I used to have a 24-inch frame saw. I liked it for rough work, but I had trouble "steering" it for cutting along fine lines. The amount of weight relatively high above the blade made it hard for me to prevent wobbling.

Do you have pointers or advice about using a frame saw "accurately"?

Is a frame saw by nature poorly suited for cutting accurately?

I need a good saw for ripping thick timbers, sometimes along a gentle curve. Would you recommend a frame saw for this, or some other type of saw?

Thank you.


----------



## ColonelTravis (Mar 19, 2013)

Frank Klausz could saw dovetails with a bow saw.
http://woodwork.ars-informatica.ca/tool.php?art=dovetail_video

I'd have more success with a normal dovetail saw in one hand and juggling 3 running chainsaws in the other. Can't help you, sorry, but you can at least see how accurate you can cut with them. Maybe that's like saying Babe Ruth used a 54 ounce bat, so you can see how home runs can be hit with one.


----------



## Catlike (Jan 15, 2015)

> ...
> I d have more success with a normal dovetail saw in one hand and juggling 3 running chainsaws in the other. ...
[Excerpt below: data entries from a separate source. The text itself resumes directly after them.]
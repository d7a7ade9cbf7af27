use serde::{Deserialize, Serialize};

use super::record::{impl_pledge_owner, impl_record};
use super::{GeoProfile, Index, Partition};

/// Emissions rolled up from a region's reporting children
#[derive(Debug, Clone, Default, PartialEq, Serialize, Deserialize)]
#[serde(default)]
pub struct EmissionsSummary {
    pub year: i32,
    pub total_mt_co2e: f64,
    pub per_capita_t_co2e: f64,
}

#[derive(Debug, Clone, Default, PartialEq, Serialize, Deserialize)]
#[serde(default)]
pub struct MitigationSummary {
    pub pledge_count: u32,
    pub reduction_target_percent: f64,
    pub target_year: i32,
}

#[derive(Debug, Clone, Default, PartialEq, Serialize, Deserialize)]
#[serde(default)]
pub struct AdaptationSummary {
    pub project_count: u32,
    pub investment_usd: f64,
}

/// A sub-national actor: state, province, prefecture
///
/// `country` is matched against `Country::name` by string only. The
/// summaries are written by whoever computes them and are not refreshed when
/// children change.
#[derive(Debug, Clone, Default, PartialEq, Serialize, Deserialize)]
#[serde(default)]
pub struct Region {
    pub index: Index,
    pub name: String,
    pub country: String,
    #[serde(flatten)]
    pub profile: GeoProfile,
    /// Indices of companies operating in this region
    pub companies: Vec<Index>,
    /// External-storage hashes of uploaded reports
    pub reports: Vec<String>,
    pub emissions: EmissionsSummary,
    pub mitigation: MitigationSummary,
    pub adaptation: AdaptationSummary,
    pub pledges: Vec<Index>,
}

impl Region {
    pub fn new(name: impl Into<String>, country: impl Into<String>) -> Self {
        Self {
            name: name.into(),
            country: country.into(),
            ..Self::default()
        }
    }

    /// Whether this region claims to belong to the named country
    pub fn belongs_to(&self, country: &str) -> bool {
        self.country == country
    }
}

impl_pledge_owner!(Region);
impl_record!(Region, Partition::States);
use serde::de::DeserializeOwned;
use serde::Serialize;
use std::fmt::Debug;

use super::Partition;

/// Integer surrogate key assigned to a record at creation
pub type Index = i64;

/// A value record stored in exactly one partition under its index
///
/// Repositories are generic over this trait: the partition decides where the
/// record lives, `index` is its key, and `name` backs lookup-by-name.
pub trait Record: Serialize + DeserializeOwned + Clone + Debug {
    const PARTITION: Partition;

    fn index(&self) -> Index;

    fn set_index(&mut self, index: Index);

    fn name(&self) -> &str;
}

/// Implement `Record` for a struct with `index: Index` and `name: String` fields
macro_rules! impl_record {
    ($ty:ty, $partition:expr) => {
        impl $crate::model::Record for $ty {
            const PARTITION: $crate::model::Partition = $partition;

            fn index(&self) -> $crate::model::Index {
                self.index
            }

            fn set_index(&mut self, index: $crate::model::Index) {
                self.index = index;
            }

            fn name(&self) -> &str {
                &self.name
            }
        }
    };
}

pub(crate) use impl_record;

/// A record that lists the pledges it has made
pub trait PledgeOwner: Record {
    fn pledges(&self) -> &[Index];

    fn pledges_mut(&mut self) -> &mut Vec<Index>;

    /// Append a pledge index unless it is already listed
    fn add_pledge(&mut self, pledge: Index) {
        let pledges = self.pledges_mut();
        if !pledges.contains(&pledge) {
            pledges.push(pledge);
        }
    }
}

/// Implement `PledgeOwner` for a struct with a `pledges: Vec<Index>` field
macro_rules! impl_pledge_owner {
    ($ty:ty) => {
        impl $crate::model::PledgeOwner for $ty {
            fn pledges(&self) -> &[$crate::model::Index] {
                &self.pledges
            }

            fn pledges_mut(&mut self) -> &mut Vec<$crate::model::Index> {
                &mut self.pledges
            }
        }
    };
}

pub(crate) use impl_pledge_owner;
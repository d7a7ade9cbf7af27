//! Error handling for openclimate-store
//!
//! Wraps openclimate-core ExError with store-specific helpers

use openclimate_core::errors::{ExError, ExErrorKind};

/// Result type alias using ExError
pub type Result<T> = std::result::Result<T, ExError>;

/// Create a schema bootstrap error
pub fn schema_error(version_id: &str, reason: &str) -> ExError {
    ExError::new(ExErrorKind::Persistence)
        .with_op("schema_apply")
        .with_message(format!("Schema step {} failed: {}", version_id, reason))
}

/// Create a database error from rusqlite::Error
pub fn from_rusqlite(err: rusqlite::Error) -> ExError {
    ExError::new(ExErrorKind::Persistence)
        .with_op("sqlite")
        .with_message(err.to_string())
}

/// Create an IO error
pub fn io_error(operation: &str, err: std::io::Error) -> ExError {
    ExError::new(ExErrorKind::Io)
        .with_op(operation.to_string())
        .with_message(err.to_string())
}

/// The connection lock was poisoned by a panic in another caller
pub fn lock_poisoned() -> ExError {
    ExError::new(ExErrorKind::Concurrency)
        .with_op("store_lock")
        .with_message("store connection lock poisoned")
}
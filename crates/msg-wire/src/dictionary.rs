//! Route compression dictionary: `route -> code` and its inverse.
//!
//! The original source keeps this as process-wide global state written at
//! registration and at member join. Per the re-architecture notes, this
//! crate makes it an explicit value owned by whichever `Runtime` constructs
//! it, so tests can hold independent dictionaries side by side.

use std::collections::HashMap;

#[derive(Debug, Default, Clone)]
pub struct RouteDictionary {
    forward: HashMap<String, u16>,
    backward: HashMap<u16, String>,
}

impl RouteDictionary {
    pub fn new() -> Self {
        RouteDictionary::default()
    }

    /// Assign or overwrite `route`'s compressed code. Overwriting a route
    /// that already had a different code also drops the stale reverse
    /// entry, keeping `forward`/`backward` consistent.
    pub fn insert(&mut self, route: String, code: u16) {
        if let Some(old_code) = self.forward.get(&route).copied() {
            if old_code != code {
                self.backward.remove(&old_code);
            }
        }
        self.backward.insert(code, route.clone());
        self.forward.insert(route, code);
    }

    pub fn code_for(&self, route: &str) -> Option<u16> {
        self.forward.get(route).copied()
    }

    pub fn route_for(&self, code: u16) -> Option<String> {
        self.backward.get(&code).cloned()
    }

    pub fn len(&self) -> usize {
        self.forward.len()
    }

    pub fn is_empty(&self) -> bool {
        self.forward.is_empty()
    }

    /// Snapshot suitable for pushing in a handshake ack or a member's
    /// `NewMember` announcement.
    pub fn snapshot(&self) -> HashMap<String, u16> {
        self.forward.clone()
    }

    /// Merge a peer's dictionary snapshot into this one (used when a member
    /// joins and advertises routes this node hasn't seen yet).
    pub fn merge(&mut self, other: &HashMap<String, u16>) {
        for (route, code) in other {
            self.insert(route.clone(), *code);
        }
    }
}

#[cfg(test)]
mod tests {
    use super::*;

    #[test]
    fn decode_of_encode_is_identity() {
        let mut dict = RouteDictionary::new();
        dict.insert("Room.Join".to_string(), 1);
        dict.insert("Room.Leave".to_string(), 2);
        for (route, code) in dict.snapshot() {
            assert_eq!(dict.route_for(code).as_deref(), Some(route.as_str()));
        }
    }

    #[test]
    fn reinserting_a_route_under_a_new_code_drops_the_old_reverse_entry() {
        let mut dict = RouteDictionary::new();
        dict.insert("Room.Join".to_string(), 1);
        dict.insert("Room.Join".to_string(), 2);
        assert_eq!(dict.route_for(1), None);
        assert_eq!(dict.route_for(2).as_deref(), Some("Room.Join"));
        assert_eq!(dict.code_for("Room.Join"), Some(2));
    }
}
//! HTTP bridge (spec.md §6): requests to `/<route>` either upgrade to a
//! full framed WebSocket connection at `/ws`, or are served as a one-shot
//! request/response exchange that skips the framed wire protocol entirely.
//! Grounded on the axum/`ws_forwarder.rs` upgrade pattern and on
//! `msg-node::agent`'s write-loop shape for the WS connection's outbound side.

use std::sync::Arc;

use axum::extract::ws::{Message as WsFrame, WebSocket, WebSocketUpgrade};
use axum::extract::{Path, State};
use axum::http::StatusCode;
use axum::response::IntoResponse;
use axum::routing::{get, post};
use axum::Router;
use futures_util::{SinkExt, StreamExt};
use msg_runtime::{Entity, EntityKind, OutboundCommand, Session};
use msg_wire::{codec::Decoder, Message};

use crate::agent::encode_data_packet;
use crate::node::{now_unix_secs, Node};

pub fn router(node: Arc<Node>) -> Router {
    Router::new().route("/ws", get(ws_upgrade_handler)).route("/:route", post(one_shot_handler)).with_state(node)
}

async fn ws_upgrade_handler(ws: WebSocketUpgrade, State(node): State<Arc<Node>>) -> impl IntoResponse {
    ws.on_upgrade(move |socket| handle_ws(socket, node))
}

async fn handle_ws(socket: WebSocket, node: Arc<Node>) {
    let (mut ws_tx, mut ws_rx) = socket.split();
    let id = node.next_session_id();
    let (entity, mut outbound_rx) = Entity::new(EntityKind::Gate, "ws".to_string());
    let session = Arc::new(Session::new(id, entity, now_unix_secs()));
    node.track_session(session.clone()).await;

    let rpc_session = session.clone();
    let rpc_local_handler = node.local_handler.clone();
    session.set_rpc_sink(Arc::new(move |msg| {
        let rpc_session = rpc_session.clone();
        let rpc_local_handler = rpc_local_handler.clone();
        Box::pin(async move {
            if let Err(e) = rpc_local_handler.process_message(&rpc_session, msg).await {
                tracing::warn!(error = %e, "in-line rpc dispatch failed");
            }
        })
    }));

    let dictionary = node.dictionary.clone();
    let outbound_pipeline = node.outbound.clone();
    let write_session = session.clone();
    let writer = tokio::spawn(async move {
        while let Some(cmd) = outbound_rx.recv().await {
            let frame = match cmd {
                OutboundCommand::Close => break,
                OutboundCommand::Message(msg) => {
                    if let Err(e) = outbound_pipeline.process(&write_session, &msg) {
                        tracing::warn!(error = %e, route = %msg.route, "outbound pipeline aborted ws message");
                        continue;
                    }
                    encode_data_packet(&msg, &dictionary, write_session.is_compressed()).await
                }
            };
            match frame {
                Ok(bytes) => {
                    if ws_tx.send(WsFrame::Binary(bytes.to_vec())).await.is_err() {
                        break;
                    }
                }
                Err(e) => tracing::warn!(error = %e, "ws frame encode failed"),
            }
        }
        let _ = ws_tx.close().await;
    });

    let mut decoder = Decoder::new();
    while let Some(Ok(frame)) = ws_rx.next().await {
        let bytes = match frame {
            WsFrame::Binary(b) => b,
            WsFrame::Close(_) => break,
            _ => continue,
        };
        match decoder.decode(&bytes) {
            Ok(packets) => {
                for packet in packets {
                    if let Err(e) = node.local_handler.process_packet(&session, packet, now_unix_secs()).await {
                        tracing::warn!(error = %e, "dispatch failed for ws packet");
                    }
                }
            }
            Err(e) => {
                tracing::warn!(error = %e, "malformed ws frame, closing connection");
                break;
            }
        }
    }

    node.remove_session(id).await;
    let _ = session.close();
    writer.abort();
}

/// A one-shot `/<route>` POST: run the inbound pipeline and await the
/// handler directly rather than submitting it to a scheduler, since there is
/// no ongoing session to serialize future messages against.
async fn one_shot_handler(Path(route): Path<String>, State(node): State<Arc<Node>>, body: axum::body::Bytes) -> impl IntoResponse {
    let Some(handler) = node.local_handler.local_handler(&route) else {
        return (StatusCode::NOT_FOUND, format!("no local handler for {route}")).into_response();
    };
    let handler = handler.clone();

    let (entity, _rx) = Entity::new(EntityKind::Gate, "http".to_string());
    let session = Arc::new(Session::new(node.next_session_id(), entity, now_unix_secs()));
    let msg = Message::request(0, route, body.to_vec());
    if let Err(e) = node.inbound.process(&session, &msg) {
        return (StatusCode::BAD_REQUEST, e.to_string()).into_response();
    }

    match handler(session, msg.data).await {
        Ok(Some(reply)) => (StatusCode::OK, reply).into_response(),
        Ok(None) => StatusCode::NO_CONTENT.into_response(),
        Err(e) => (StatusCode::INTERNAL_SERVER_ERROR, e.to_string()).into_response(),
    }
}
Yes, I've felt that way sometimes myself. "More clamps!"


----------



## JADobson (Aug 14, 2012)

I use a shopped version of Gramercy's bow saw (12") and find that if I pretend the frame isn't there and that I'm just pushing and pulling the blade through the wood it cuts straighter. If you are constantly thinking about what the frame is doing then you end up going crooked.
I've used mine to do some re-sawing, but only one a fairly small scale. But that is probably because of the size of my saw. I've also done curved work with it. If you look at my projects, there is one entitled "Jewelry Box 2". I cut the corner uprights with my bow saw as well as the fretwork on the lid. I also used it to re-saw the sides of the till from a larger block of walnut.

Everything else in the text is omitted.